INPUT DATA:

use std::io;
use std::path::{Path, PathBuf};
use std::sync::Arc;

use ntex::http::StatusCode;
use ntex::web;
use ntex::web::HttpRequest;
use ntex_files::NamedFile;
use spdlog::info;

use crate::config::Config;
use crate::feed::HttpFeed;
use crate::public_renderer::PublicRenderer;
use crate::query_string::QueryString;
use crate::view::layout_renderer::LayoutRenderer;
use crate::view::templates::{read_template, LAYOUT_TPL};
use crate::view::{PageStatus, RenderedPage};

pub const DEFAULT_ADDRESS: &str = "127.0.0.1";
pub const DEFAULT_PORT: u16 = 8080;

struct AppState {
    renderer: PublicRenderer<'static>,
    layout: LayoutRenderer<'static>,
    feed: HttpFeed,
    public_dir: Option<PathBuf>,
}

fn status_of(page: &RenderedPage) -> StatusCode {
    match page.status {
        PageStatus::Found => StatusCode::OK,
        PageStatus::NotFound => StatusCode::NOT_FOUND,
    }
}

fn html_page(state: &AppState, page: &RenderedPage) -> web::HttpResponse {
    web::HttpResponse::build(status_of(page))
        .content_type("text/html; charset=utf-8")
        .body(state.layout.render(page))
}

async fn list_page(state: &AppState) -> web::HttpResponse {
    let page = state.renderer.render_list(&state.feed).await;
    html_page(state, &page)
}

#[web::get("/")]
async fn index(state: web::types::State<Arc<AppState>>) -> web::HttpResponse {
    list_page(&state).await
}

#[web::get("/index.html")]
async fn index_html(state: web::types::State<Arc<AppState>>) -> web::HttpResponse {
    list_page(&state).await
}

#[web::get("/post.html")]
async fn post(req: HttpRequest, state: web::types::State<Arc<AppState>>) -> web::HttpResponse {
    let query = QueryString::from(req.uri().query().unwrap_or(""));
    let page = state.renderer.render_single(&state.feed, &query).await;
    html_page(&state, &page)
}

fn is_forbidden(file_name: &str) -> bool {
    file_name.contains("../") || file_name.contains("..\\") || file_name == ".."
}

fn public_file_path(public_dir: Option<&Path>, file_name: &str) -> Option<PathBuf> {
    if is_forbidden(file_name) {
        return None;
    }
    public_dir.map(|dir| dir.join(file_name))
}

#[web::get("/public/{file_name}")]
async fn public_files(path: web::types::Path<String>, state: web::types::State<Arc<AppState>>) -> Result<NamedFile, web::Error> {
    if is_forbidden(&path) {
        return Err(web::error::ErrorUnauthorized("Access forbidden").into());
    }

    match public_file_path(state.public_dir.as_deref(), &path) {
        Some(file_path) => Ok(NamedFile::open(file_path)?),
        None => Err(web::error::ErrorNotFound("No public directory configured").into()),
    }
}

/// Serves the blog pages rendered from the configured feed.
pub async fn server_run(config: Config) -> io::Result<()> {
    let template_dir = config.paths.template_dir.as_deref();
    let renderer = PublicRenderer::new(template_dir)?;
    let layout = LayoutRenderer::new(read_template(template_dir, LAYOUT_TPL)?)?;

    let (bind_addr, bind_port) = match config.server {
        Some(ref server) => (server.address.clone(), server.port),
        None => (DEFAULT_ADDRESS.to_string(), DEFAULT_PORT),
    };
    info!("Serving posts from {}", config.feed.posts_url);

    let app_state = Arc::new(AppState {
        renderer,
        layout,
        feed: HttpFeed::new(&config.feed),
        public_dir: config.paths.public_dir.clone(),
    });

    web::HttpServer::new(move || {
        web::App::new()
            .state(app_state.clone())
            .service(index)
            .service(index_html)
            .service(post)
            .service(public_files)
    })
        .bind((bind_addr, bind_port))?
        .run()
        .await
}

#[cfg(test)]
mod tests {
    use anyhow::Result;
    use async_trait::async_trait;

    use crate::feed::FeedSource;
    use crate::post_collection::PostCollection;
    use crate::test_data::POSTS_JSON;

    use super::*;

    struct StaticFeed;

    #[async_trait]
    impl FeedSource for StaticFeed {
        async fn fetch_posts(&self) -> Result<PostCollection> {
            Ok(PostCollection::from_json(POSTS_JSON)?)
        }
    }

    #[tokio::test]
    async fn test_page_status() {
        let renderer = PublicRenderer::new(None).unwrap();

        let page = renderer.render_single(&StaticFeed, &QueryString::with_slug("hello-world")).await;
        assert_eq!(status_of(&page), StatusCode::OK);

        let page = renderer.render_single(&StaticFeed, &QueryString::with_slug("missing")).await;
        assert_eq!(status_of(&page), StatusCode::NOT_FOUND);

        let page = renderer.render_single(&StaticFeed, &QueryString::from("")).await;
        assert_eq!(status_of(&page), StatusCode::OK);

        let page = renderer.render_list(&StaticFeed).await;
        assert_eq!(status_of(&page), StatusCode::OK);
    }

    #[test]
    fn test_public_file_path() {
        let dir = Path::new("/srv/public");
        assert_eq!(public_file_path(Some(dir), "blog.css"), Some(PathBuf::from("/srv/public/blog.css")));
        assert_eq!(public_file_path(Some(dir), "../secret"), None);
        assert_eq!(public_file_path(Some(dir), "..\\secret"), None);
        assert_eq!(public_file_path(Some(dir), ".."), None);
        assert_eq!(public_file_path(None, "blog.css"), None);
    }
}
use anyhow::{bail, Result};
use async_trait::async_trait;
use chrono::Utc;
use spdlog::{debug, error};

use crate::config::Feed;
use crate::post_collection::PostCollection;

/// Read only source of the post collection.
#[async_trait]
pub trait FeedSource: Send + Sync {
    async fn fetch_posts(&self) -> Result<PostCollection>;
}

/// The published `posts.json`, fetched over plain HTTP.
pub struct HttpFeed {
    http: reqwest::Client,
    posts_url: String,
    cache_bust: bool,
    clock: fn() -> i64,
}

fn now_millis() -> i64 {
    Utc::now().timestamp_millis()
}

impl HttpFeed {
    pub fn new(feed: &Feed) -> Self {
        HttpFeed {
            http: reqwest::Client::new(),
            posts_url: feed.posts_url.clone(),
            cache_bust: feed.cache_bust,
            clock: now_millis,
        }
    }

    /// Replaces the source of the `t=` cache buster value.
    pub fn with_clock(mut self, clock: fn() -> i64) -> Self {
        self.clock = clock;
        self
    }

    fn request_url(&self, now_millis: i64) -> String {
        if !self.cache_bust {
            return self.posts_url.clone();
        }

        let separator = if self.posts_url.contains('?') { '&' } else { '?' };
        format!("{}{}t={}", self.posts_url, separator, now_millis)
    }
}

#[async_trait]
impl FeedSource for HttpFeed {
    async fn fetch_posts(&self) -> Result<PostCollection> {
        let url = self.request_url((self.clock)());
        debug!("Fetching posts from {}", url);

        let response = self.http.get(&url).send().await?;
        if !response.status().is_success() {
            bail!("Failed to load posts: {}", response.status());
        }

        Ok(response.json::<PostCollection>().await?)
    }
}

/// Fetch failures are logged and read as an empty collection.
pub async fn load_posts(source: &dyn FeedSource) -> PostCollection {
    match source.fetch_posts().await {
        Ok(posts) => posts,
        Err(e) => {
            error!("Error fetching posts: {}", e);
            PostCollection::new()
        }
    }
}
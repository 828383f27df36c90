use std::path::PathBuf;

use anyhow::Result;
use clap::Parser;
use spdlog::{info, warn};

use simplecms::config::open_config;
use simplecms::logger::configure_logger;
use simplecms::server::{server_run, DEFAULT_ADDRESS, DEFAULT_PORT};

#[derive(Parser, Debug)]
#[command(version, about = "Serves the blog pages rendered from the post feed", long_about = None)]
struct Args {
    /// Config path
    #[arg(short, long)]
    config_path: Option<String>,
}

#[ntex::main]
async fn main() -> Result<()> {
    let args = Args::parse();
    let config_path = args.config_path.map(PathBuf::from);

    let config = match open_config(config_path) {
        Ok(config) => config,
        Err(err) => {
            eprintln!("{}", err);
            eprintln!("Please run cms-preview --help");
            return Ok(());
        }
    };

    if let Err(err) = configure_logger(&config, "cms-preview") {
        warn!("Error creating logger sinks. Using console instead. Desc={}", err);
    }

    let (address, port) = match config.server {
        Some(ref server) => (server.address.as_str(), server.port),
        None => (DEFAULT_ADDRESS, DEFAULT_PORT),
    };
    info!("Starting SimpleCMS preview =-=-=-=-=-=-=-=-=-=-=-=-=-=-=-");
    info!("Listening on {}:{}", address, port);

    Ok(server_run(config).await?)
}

DESCRIPTION OF THE TASK: Copy every line from the records that holds the string "None".

OUTPUT OF THE TASK:
        return None;
        None => Err(web::error::ErrorNotFound("No public directory configured").into()),
        None => (DEFAULT_ADDRESS.to_string(), DEFAULT_PORT),
        let renderer = PublicRenderer::new(None).unwrap();
        assert_eq!(public_file_path(Some(dir), "../secret"), None);
        assert_eq!(public_file_path(Some(dir), "..\\secret"), None);
        assert_eq!(public_file_path(Some(dir), ".."), None);
        assert_eq!(public_file_path(None, "blog.css"), None);
#[command(version, about = "Serves the blog pages rendered from the post feed", long_about = None)]
        None => (DEFAULT_ADDRESS, DEFAULT_PORT),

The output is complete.